What regulatory approvals are needed before a clinical trial can start in the UAE?

  • No clinical trial may commence without prior approval from the Emirates Drug Establishment (EDE) and an accredited ethics committee. The EDE replaced MOHAP's Drug Control Department as the central regulatory authority for medical products and clinical research.
  • Non-clinical (pre-clinical) studies must be completed before any clinical trial on humans can begin. Conducting a clinical trial without prior non-clinical data is prohibited under Federal Decree-Law No. 38 of 2024.
  • In Abu Dhabi, the Department of Health (DOH) imposes additional requirements, including its own Standard on Human Subject Research and a separate ethics committee approval process.

Who this applies to

This article is for pharmaceutical sponsors, contract research organisations (CROs), clinical trial sites (hospitals, research centres), principal investigators, and medical device companies planning to conduct or participate in clinical trials in the UAE.

It is also relevant to biotech investors and licensing partners who need to understand the regulatory pathway as part of due diligence on UAE-based clinical programmes.

Entities operating exclusively within the DIFC or ADGM healthcare free zones should confirm whether their activities fall under federal regulation (they typically do for clinical trials involving human subjects) or free zone-specific rules. Clinical trials on human subjects are federally regulated regardless of where the sponsoring entity is incorporated.

The regulatory framework after the 2024 Medical Products Law

The UAE's clinical trial regulatory framework changed materially in January 2025 when Federal Decree-Law No. 38 of 2024 (the "Medical Products Law") came into force, replacing the 2019 legislation. The new law consolidates regulatory authority under the Emirates Drug Establishment (EDE), which now oversees clinical trial approvals, pharmacovigilance, and the licensing of research entities.

The EDE is now the central authority. It approves entities authorised to conduct clinical trials, issues the necessary permits, and supervises ongoing compliance. The EDE also prepares and issues the national framework for clinical and non-clinical trials, including ethical rules, procedures, and governance standards aligned with international best practice.

The Medical Products Law defines the key entities involved in clinical research. A Clinical Trial Sponsor is the individual, company, or institution that initiates, manages, and finances the trial. A Contract Research Organisation (CRO) is contracted to perform one or more of the sponsor's obligations but does not assume the sponsor's regulatory responsibilities. A Contract Site Management Organisation (CSMO) provides administrative services related to site management (researcher recruitment, feasibility assessment, patient recruitment) without bearing regulatory obligations. Contract Development and Manufacturing Organisations (CDMOs) are also recognised for the first time, reflecting the UAE's push to attract pharmaceutical manufacturing and R&D investment.

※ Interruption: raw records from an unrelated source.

//! RANSAC plane fitting.
//!
//! Samples minimal 3-point sets, builds a plane hypothesis from each, and
//! keeps the hypothesis with the most points within the distance threshold.
//! The iteration count adapts to the best inlier ratio seen so far.

use nalgebra::Vector3;
use rand::Rng;

use crate::core::types::{Point3D, PointCloud3D};
use crate::error::{Result, StitchError};

/// Plane `n · p + d = 0` with unit normal `n`.
#[derive(Debug, Clone, Copy, PartialEq)]
pub struct PlaneModel {
    pub normal: Vector3<f32>,
    pub d: f32,
}

impl PlaneModel {
    /// Plane through three points, `None` if they are (nearly) collinear.
    pub fn from_points(a: &Point3D, b: &Point3D, c: &Point3D) -> Option<Self> {
        let ab = b.to_vector() - a.to_vector();
        let ac = c.to_vector() - a.to_vector();
        let n = ab.cross(&ac);
        let norm = n.norm();
        if !norm.is_finite() || norm < 1e-9 {
            return None;
        }
        let normal = n / norm;
        Some(Self {
            normal,
            d: -normal.dot(&a.to_vector()),
        })
    }

    /// Absolute point-to-plane distance.
    #[inline]
    pub fn distance(&self, p: &Point3D) -> f32 {
        (self.normal.dot(&p.to_vector()) + self.d).abs()
    }
}

/// Configuration for RANSAC plane fitting.
#[derive(Clone, Debug)]
pub struct RansacPlaneConfig {
    /// Inlier distance threshold.
    /// Points closer than this to the plane are inliers.
    /// Default: 0.1
    pub distance_threshold: f32,

    /// Hard cap on the number of hypotheses.
    /// Default: 1000
    pub max_iterations: usize,

    /// Desired probability of drawing at least one outlier-free sample.
    /// Drives the adaptive iteration count.
    /// Default: 0.99
    pub probability: f64,
}

impl Default for RansacPlaneConfig {
    fn default() -> Self {
        Self {
            distance_threshold: 0.1,
            max_iterations: 1000,
            probability: 0.99,
        }
    }
}

impl RansacPlaneConfig {
    /// Builder-style setter for the inlier threshold.
    pub fn with_distance_threshold(mut self, threshold: f32) -> Self {
        self.distance_threshold = threshold;
        self
    }

    /// Builder-style setter for maximum iterations.
    pub fn with_max_iterations(mut self, iterations: usize) -> Self {
        self.max_iterations = iterations;
        self
    }
}

/// Result of a RANSAC plane fit.
#[derive(Clone, Debug)]
pub struct PlaneFit {
    /// Best plane hypothesis
    pub model: PlaneModel,
    /// Indices of inlier points in the input cloud, ascending
    pub inliers: Vec<usize>,
    /// Hypotheses evaluated
    pub iterations: usize,
}

impl PlaneFit {
    /// Fraction of input points that are inliers.
    pub fn inlier_ratio(&self, total: usize) -> f32 {
        if total == 0 {
            0.0
        } else {
            self.inliers.len() as f32 / total as f32
        }
    }
}

/// RANSAC plane fitter.
#[derive(Clone, Debug, Default)]
pub struct RansacPlaneFitter {
    config: RansacPlaneConfig,
}

impl RansacPlaneFitter {
    pub fn new(config: RansacPlaneConfig) -> Self {
        Self { config }
    }

    pub fn config(&self) -> &RansacPlaneConfig {
        &self.config
    }

    /// Fit a plane to `cloud`.
    ///
    /// Fails with `DegenerateGeometry` for fewer than 3 points or when no
    /// non-collinear sample could be drawn.
    pub fn fit<R: Rng + ?Sized>(&self, cloud: &PointCloud3D, rng: &mut R) -> Result<PlaneFit> {
        let n = cloud.len();
        if n < 3 {
            return Err(StitchError::DegenerateGeometry(format!(
                "plane fit needs 3 points, got {}",
                n
            )));
        }

        let threshold = self.config.distance_threshold;
        let mut best: Option<(PlaneModel, usize)> = None;
        let mut required = self.config.max_iterations as f64;
        let mut iterations = 0usize;
        // Bounds the number of collinear draws tolerated in a row
        let mut skipped = 0usize;

        while (iterations as f64) < required && iterations < self.config.max_iterations {
            let [i, j, k] = sample_three(n, rng);
            let Some(model) =
                PlaneModel::from_points(&cloud.points[i], &cloud.points[j], &cloud.points[k])
            else {
                skipped += 1;
                if skipped > self.config.max_iterations * 10 {
                    break;
                }
                continue;
            };
            iterations += 1;

            let count = cloud
                .iter()
                .filter(|p| model.distance(p) <= threshold)
                .count();

            if best.is_none_or(|(_, c)| count > c) {
                best = Some((model, count));
                required = adaptive_iterations(count, n, self.config.probability)
                    .min(self.config.max_iterations as f64);
            }
        }

        let Some((model, _)) = best else {
            return Err(StitchError::DegenerateGeometry(format!(
                "no non-collinear sample in {} points",
                n
            )));
        };

        let inliers = cloud
            .iter()
            .enumerate()
            .filter(|(_, p)| model.distance(p) <= threshold)
            .map(|(i, _)| i)
            .collect();

        Ok(PlaneFit {
            model,
            inliers,
            iterations,
        })
    }
}

/// Three distinct indices in `0..n` (requires `n >= 3`).
fn sample_three<R: Rng + ?Sized>(n: usize, rng: &mut R) -> [usize; 3] {
    let i = rng.random_range(0..n);
    let mut j = rng.random_range(0..n);
    while j == i {
        j = rng.random_range(0..n);
    }
    let mut k = rng.random_range(0..n);
    while k == i || k == j {
        k = rng.random_range(0..n);
    }
    [i, j, k]
}

/// Iterations needed to draw one all-inlier 3-sample with `probability`.
fn adaptive_iterations(inliers: usize, total: usize, probability: f64) -> f64 {
    let w = inliers as f64 / total as f64;
    let p_good = w.powi(3);
    if p_good >= 1.0 - f64::EPSILON {
        return 1.0;
    }
    if p_good <= f64::EPSILON {
        return f64::INFINITY;
    }
    (1.0 - probability).ln() / (1.0 - p_good).ln()
}

#[cfg(test)]
mod tests {
    use super::*;
    use approx::assert_relative_eq;
    use rand::SeedableRng;
    use rand::rngs::StdRng;

    /// Points on the plane x = 2 with slight jitter, plus scattered noise.
    fn noisy_wall(rng: &mut StdRng, on_plane: usize, noise: usize) -> PointCloud3D {
        let mut cloud = PointCloud3D::new();
        for _ in 0..on_plane {
            cloud.push_xyz(
                2.0 + rng.random_range(-0.01..0.01),
                rng.random_range(-1.0..1.0),
                rng.random_range(-1.0..0.0),
            );
        }
        for _ in 0..noise {
            cloud.push_xyz(
                rng.random_range(-2.0..1.0),
                rng.random_range(-1.0..1.0),
                rng.random_range(-1.0..0.0),
            );
        }
        cloud
    }

    #[test]
    fn test_finds_known_plane() {
        let mut rng = StdRng::seed_from_u64(1);
        let cloud = noisy_wall(&mut rng, 500, 100);
        let fit = RansacPlaneFitter::default().fit(&cloud, &mut rng).unwrap();

        assert_relative_eq!(fit.model.normal.x.abs(), 1.0, epsilon = 0.02);
        assert_relative_eq!(fit.model.d.abs(), 2.0, epsilon = 0.1);
        // All on-plane points are inliers, no noise point is
        assert!(fit.inliers.iter().filter(|&&i| i < 500).count() >= 490);
        assert!(fit.inliers.iter().all(|&i| i < 500));
    }

    #[test]
    fn test_inliers_sorted_ascending() {
        let mut rng = StdRng::seed_from_u64(2);
        let cloud = noisy_wall(&mut rng, 200, 50);
        let fit = RansacPlaneFitter::default().fit(&cloud, &mut rng).unwrap();
        assert!(fit.inliers.windows(2).all(|w| w[0] < w[1]));
        assert!(fit.inlier_ratio(cloud.len()) > 0.7);
    }

    #[test]
    fn test_adaptive_iterations_stop_early() {
        let mut rng = StdRng::seed_from_u64(3);
        let cloud = noisy_wall(&mut rng, 300, 0);
        let fit = RansacPlaneFitter::default().fit(&cloud, &mut rng).unwrap();
        assert!(fit.iterations < 50, "took {} iterations", fit.iterations);
    }

    #[test]
    fn test_too_few_points() {
        let mut rng = StdRng::seed_from_u64(4);
        let cloud = PointCloud3D::from_points(vec![Point3D::new(0.0, 0.0, 0.0); 2]);
        let err = RansacPlaneFitter::default().fit(&cloud, &mut rng).unwrap_err();
        assert!(matches!(err, StitchError::DegenerateGeometry(_)));
    }

    #[test]
    fn test_collinear_points_are_degenerate() {
        let mut rng = StdRng::seed_from_u64(5);
        let cloud: PointCloud3D = (0..10).map(|i| Point3D::new(i as f32, 0.0, 0.0)).collect();
        let fitter = RansacPlaneFitter::new(RansacPlaneConfig::default().with_max_iterations(20));
        assert!(fitter.fit(&cloud, &mut rng).is_err());
    }
}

For healthcare lawyers in the UAE, the practical impact is that every clinical trial agreement must now be structured with reference to the Medical Products Law definitions and the EDE's regulatory authority, not the older MOHAP framework.

Compliance deadline. Entities and individuals covered by the new law have a one-year grace period from 2 January 2025 to comply. The deadline is 2 January 2026. Executive regulations (which will set out detailed procedures) are expected but have not yet been published at the time of writing. The existing implementing regulations under the 2019 law remain in force to the extent they do not contradict the new law.

Ethics committee approval

No clinical trial may proceed without approval from an accredited Research Ethics Committee (REC) or Institutional Review Board (IRB). The ethics committee reviews the trial protocol, informed consent documents, investigator qualifications, and the risk-benefit profile for participants.

Federal level. The EDE oversees the accreditation of ethics committees. The committee must assess whether the trial design is scientifically sound, whether participant risks are minimised and justified by potential benefits, whether informed consent is adequate, and whether vulnerable populations are appropriately protected.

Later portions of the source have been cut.